For the unique 600-sqm Chinese Chess Board Plaza, the ground is painted to resemble a large chess board with tables and benches representing chess pieces. The top of the tables are painted with Chinese characters and park visitors interested in these games can engage themselves in their favourite pastime amidst serene surroundings.
Located at the heart of the Yishun Housing Estate, Yishun Park was the site of a former rubber plantation. In the 1920s, this was also the site of Chye Kay village the inhabitants of which were mainly rubber tappers. Besides tapping rubber most of these frugal hardworking people also reared poultry and grew fruit trees for home consumption.

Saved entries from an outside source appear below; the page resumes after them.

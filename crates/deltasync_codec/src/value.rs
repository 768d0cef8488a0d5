//! Dynamic field values.

use serde::{Deserialize, Serialize};
use std::collections::BTreeMap;
use std::fmt;

/// Ordered mapping of field name to value.
///
/// Field order is the lexicographic order of the names, so two records with
/// the same content always encode to the same bytes.
pub type Fields = BTreeMap<String, Value>;

/// A typed field value.
///
/// Records carry their fields as a map of `Value`s. The variant is the type
/// tag; schemas (see `deltasync_core::SchemaRegistry`) declare which
/// [`FieldKind`] each field must have.
#[derive(Debug, Clone, PartialEq, Serialize, Deserialize)]
#[serde(tag = "t", content = "v", rename_all = "snake_case")]
pub enum Value {
    /// Absent / null value. Accepted for any optional field.
    Null,
    /// Boolean value.
    Bool(bool),
    /// Signed integer.
    Integer(i64),
    /// Floating point number.
    Float(f64),
    /// UTF-8 text.
    Text(String),
    /// Raw bytes.
    Bytes(Vec<u8>),
    /// Milliseconds since the Unix epoch.
    Timestamp(i64),
    /// Ordered list of values.
    Array(Vec<Value>),
    /// Nested map.
    Map(Fields),
}

/// The type tag of a [`Value`], used by schemas.
#[derive(Debug, Clone, Copy, PartialEq, Eq, Hash, Serialize, Deserialize)]
#[serde(rename_all = "snake_case")]
pub enum FieldKind {
    /// [`Value::Bool`]
    Bool,
    /// [`Value::Integer`]
    Integer,
    /// [`Value::Float`]
    Float,
    /// [`Value::Text`]
    Text,
    /// [`Value::Bytes`]
    Bytes,
    /// [`Value::Timestamp`]
    Timestamp,
    /// [`Value::Array`]
    Array,
    /// [`Value::Map`]
    Map,
}

impl FieldKind {
    /// Returns the lowercase name of this kind.
    pub fn name(&self) -> &'static str {
        match self {
            FieldKind::Bool => "bool",
            FieldKind::Integer => "integer",
            FieldKind::Float => "float",
            FieldKind::Text => "text",
            FieldKind::Bytes => "bytes",
            FieldKind::Timestamp => "timestamp",
            FieldKind::Array => "array",
            FieldKind::Map => "map",
        }
    }
}

impl fmt::Display for FieldKind {
    fn fmt(&self, f: &mut fmt::Formatter<'_>) -> fmt::Result {
        f.write_str(self.name())
    }
}

impl Value {
    /// Returns the kind of this value, or `None` for [`Value::Null`].
    pub fn kind(&self) -> Option<FieldKind> {
        match self {
            Value::Null => None,
            Value::Bool(_) => Some(FieldKind::Bool),
            Value::Integer(_) => Some(FieldKind::Integer),
            Value::Float(_) => Some(FieldKind::Float),
            Value::Text(_) => Some(FieldKind::Text),
            Value::Bytes(_) => Some(FieldKind::Bytes),
            Value::Timestamp(_) => Some(FieldKind::Timestamp),
            Value::Array(_) => Some(FieldKind::Array),
            Value::Map(_) => Some(FieldKind::Map),
        }
    }

    /// Returns the kind name, `"null"` for [`Value::Null`].
    pub fn kind_name(&self) -> &'static str {
        self.kind().map_or("null", |k| k.name())
    }

    /// Check if this value is null.
    pub fn is_null(&self) -> bool {
        matches!(self, Value::Null)
    }

    /// Get this value as a boolean, if it is one.
    pub fn as_bool(&self) -> Option<bool> {
        match self {
            Value::Bool(b) => Some(*b),
            _ => None,
        }
    }

    /// Get this value as an integer, if it is one.
    pub fn as_integer(&self) -> Option<i64> {
        match self {
            Value::Integer(n) => Some(*n),
            _ => None,
        }
    }

    /// Get this value as a float. Integers are widened.
    #[allow(clippy::cast_precision_loss)]
    pub fn as_float(&self) -> Option<f64> {
        match self {
            Value::Float(n) => Some(*n),
            Value::Integer(n) => Some(*n as f64),
            _ => None,
        }
    }

    /// Get this value as a string, if it is text.
    pub fn as_text(&self) -> Option<&str> {
        match self {
            Value::Text(s) => Some(s),
            _ => None,
        }
    }

    /// Get this value as bytes, if it is a byte string.
    pub fn as_bytes(&self) -> Option<&[u8]> {
        match self {
            Value::Bytes(b) => Some(b),
            _ => None,
        }
    }

    /// Get this value as a timestamp in milliseconds.
    pub fn as_timestamp(&self) -> Option<i64> {
        match self {
            Value::Timestamp(ms) => Some(*ms),
            _ => None,
        }
    }

    /// Get this value as an array, if it is one.
    pub fn as_array(&self) -> Option<&[Value]> {
        match self {
            Value::Array(a) => Some(a),
            _ => None,
        }
    }

    /// Get this value as a map, if it is one.
    pub fn as_map(&self) -> Option<&Fields> {
        match self {
            Value::Map(m) => Some(m),
            _ => None,
        }
    }

    /// Look up a key in this map value.
    pub fn get(&self, key: &str) -> Option<&Value> {
        self.as_map().and_then(|m| m.get(key))
    }

    /// Returns true if this value may be stored in a field of `kind`.
    ///
    /// Null is compatible with every kind; nullability is the schema's call.
    pub fn is_compatible_with(&self, kind: FieldKind) -> bool {
        self.kind().map_or(true, |k| k == kind)
    }
}

impl From<bool> for Value {
    fn from(b: bool) -> Self {
        Value::Bool(b)
    }
}

impl From<i64> for Value {
    fn from(n: i64) -> Self {
        Value::Integer(n)
    }
}

impl From<i32> for Value {
    fn from(n: i32) -> Self {
        Value::Integer(i64::from(n))
    }
}

impl From<u32> for Value {
    fn from(n: u32) -> Self {
        Value::Integer(i64::from(n))
    }
}

impl From<f64> for Value {
    fn from(n: f64) -> Self {
        Value::Float(n)
    }
}

impl From<String> for Value {
    fn from(s: String) -> Self {
        Value::Text(s)
    }
}

impl From<&str> for Value {
    fn from(s: &str) -> Self {
        Value::Text(s.to_string())
    }
}

impl From<Vec<u8>> for Value {
    fn from(b: Vec<u8>) -> Self {
        Value::Bytes(b)
    }
}

impl From<Fields> for Value {
    fn from(m: Fields) -> Self {
        Value::Map(m)
    }
}

impl<T: Into<Value>> From<Option<T>> for Value {
    fn from(v: Option<T>) -> Self {
        v.map_or(Value::Null, Into::into)
    }
}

The site was rich in natural vegetation, by retaining most of the natural vegetation in the central part of the park, to provide the much needed contrast to the manicured and landscaped areas of the surrounding HDB housing estate. We can still see some old rubber trees and fruit trees in this area, a stark reminder of all the remains of the frugal and hardworking people of Chye Kay village who once lived here.
Yishun Park is the first Dipterocarp arboretum in Singapore. The Dipterocarp Arboretum house 860 numbers of living specimens/ trees, 8 genera and 73 species of Dipterocarps. The Arboretum is grouped according to diversity collection, Hopea anthology, Shorea anthology & Dipterocarp anthology, and is planned in such a way to aid in the visualisation and familiarisation of these Dipterocarp genera (Dipterocarpus, Shorea, Anisoptera, Hopea, Dryobalanops, Vatica, Neobalanocarpus, Parashorea). The Arboretum is made possible by Banyan Tree Holdings Limited as a partner in terms of funding, tree-planting and other programmes. The Arboretum is officially opened in 10 July 2008.